═══ DATA FOR ANALYSIS
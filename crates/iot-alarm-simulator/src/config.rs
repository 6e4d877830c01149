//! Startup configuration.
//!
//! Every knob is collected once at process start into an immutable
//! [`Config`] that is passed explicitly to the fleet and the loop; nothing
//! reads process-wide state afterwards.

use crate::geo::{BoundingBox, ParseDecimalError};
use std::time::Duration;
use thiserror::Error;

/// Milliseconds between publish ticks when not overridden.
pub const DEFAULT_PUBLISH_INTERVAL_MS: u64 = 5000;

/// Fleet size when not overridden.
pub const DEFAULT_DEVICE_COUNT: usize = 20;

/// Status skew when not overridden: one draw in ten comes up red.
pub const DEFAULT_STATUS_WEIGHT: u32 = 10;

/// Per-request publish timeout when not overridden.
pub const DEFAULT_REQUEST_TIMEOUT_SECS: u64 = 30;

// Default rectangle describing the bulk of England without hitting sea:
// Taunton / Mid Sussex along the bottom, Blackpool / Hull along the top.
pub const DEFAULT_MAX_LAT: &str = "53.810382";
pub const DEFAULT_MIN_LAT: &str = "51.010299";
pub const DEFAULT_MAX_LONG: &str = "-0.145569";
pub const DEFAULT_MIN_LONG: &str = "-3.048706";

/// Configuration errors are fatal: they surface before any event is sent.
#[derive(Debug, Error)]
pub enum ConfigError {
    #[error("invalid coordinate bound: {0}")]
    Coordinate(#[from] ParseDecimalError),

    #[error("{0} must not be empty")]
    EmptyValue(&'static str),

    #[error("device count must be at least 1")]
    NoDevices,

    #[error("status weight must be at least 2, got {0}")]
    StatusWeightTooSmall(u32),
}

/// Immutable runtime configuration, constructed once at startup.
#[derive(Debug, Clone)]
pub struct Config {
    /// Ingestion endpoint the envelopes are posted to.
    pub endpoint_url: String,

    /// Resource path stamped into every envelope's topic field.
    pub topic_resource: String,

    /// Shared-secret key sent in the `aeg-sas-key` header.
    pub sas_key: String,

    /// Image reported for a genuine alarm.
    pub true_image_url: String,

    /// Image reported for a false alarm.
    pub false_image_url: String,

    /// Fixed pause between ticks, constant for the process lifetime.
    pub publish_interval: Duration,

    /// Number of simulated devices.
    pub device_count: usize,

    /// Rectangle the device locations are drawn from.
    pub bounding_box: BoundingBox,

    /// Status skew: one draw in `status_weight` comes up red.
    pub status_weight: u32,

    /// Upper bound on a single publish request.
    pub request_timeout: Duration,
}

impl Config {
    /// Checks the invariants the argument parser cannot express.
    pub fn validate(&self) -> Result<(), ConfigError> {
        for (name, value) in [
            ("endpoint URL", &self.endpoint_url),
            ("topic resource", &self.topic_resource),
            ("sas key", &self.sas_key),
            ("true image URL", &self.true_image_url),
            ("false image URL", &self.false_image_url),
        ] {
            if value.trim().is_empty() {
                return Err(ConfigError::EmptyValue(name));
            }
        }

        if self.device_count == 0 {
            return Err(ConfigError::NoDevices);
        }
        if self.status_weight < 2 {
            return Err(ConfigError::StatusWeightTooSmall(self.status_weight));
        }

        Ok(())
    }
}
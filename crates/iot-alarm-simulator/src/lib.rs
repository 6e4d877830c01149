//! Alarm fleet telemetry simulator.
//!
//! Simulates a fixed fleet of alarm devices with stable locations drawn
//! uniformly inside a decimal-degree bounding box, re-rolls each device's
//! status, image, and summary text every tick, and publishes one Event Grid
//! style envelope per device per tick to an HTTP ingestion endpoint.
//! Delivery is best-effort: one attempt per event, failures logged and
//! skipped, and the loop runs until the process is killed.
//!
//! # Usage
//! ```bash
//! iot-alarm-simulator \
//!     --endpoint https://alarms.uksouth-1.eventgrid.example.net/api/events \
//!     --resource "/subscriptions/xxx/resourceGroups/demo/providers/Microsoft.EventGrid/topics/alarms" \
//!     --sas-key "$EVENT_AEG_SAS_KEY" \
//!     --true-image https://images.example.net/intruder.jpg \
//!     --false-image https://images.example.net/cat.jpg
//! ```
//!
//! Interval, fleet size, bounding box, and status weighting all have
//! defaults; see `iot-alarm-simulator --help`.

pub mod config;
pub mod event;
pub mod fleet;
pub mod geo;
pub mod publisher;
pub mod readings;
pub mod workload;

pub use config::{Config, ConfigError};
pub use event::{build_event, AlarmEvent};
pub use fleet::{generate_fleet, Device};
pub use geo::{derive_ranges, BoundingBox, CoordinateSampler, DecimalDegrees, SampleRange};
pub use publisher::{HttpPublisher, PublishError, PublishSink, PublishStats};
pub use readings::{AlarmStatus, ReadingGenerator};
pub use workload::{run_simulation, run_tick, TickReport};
══════
- _WORK INSTRUCTION_
Both the first line of the data above and the line with "along the top." must be included; please return exactly those lines and the ones between them.

- _EXERCISE OUTPUT_
filename crates/iot-alarm-simulator/src/config.rs
repository 6e4d877830c01149
//! Startup configuration.
//!
//! Every knob is collected once at process start into an immutable
//! [`Config`] that is passed explicitly to the fleet and the loop; nothing
//! reads process-wide state afterwards.

use crate::geo::{BoundingBox, ParseDecimalError};
use std::time::Duration;
use thiserror::Error;

/// Milliseconds between publish ticks when not overridden.
pub const DEFAULT_PUBLISH_INTERVAL_MS: u64 = 5000;

/// Fleet size when not overridden.
pub const DEFAULT_DEVICE_COUNT: usize = 20;

/// Status skew when not overridden: one draw in ten comes up red.
pub const DEFAULT_STATUS_WEIGHT: u32 = 10;

/// Per-request publish timeout when not overridden.
pub const DEFAULT_REQUEST_TIMEOUT_SECS: u64 = 30;

// Default rectangle describing the bulk of England without hitting sea:
// Taunton / Mid Sussex along the bottom, Blackpool / Hull along the top.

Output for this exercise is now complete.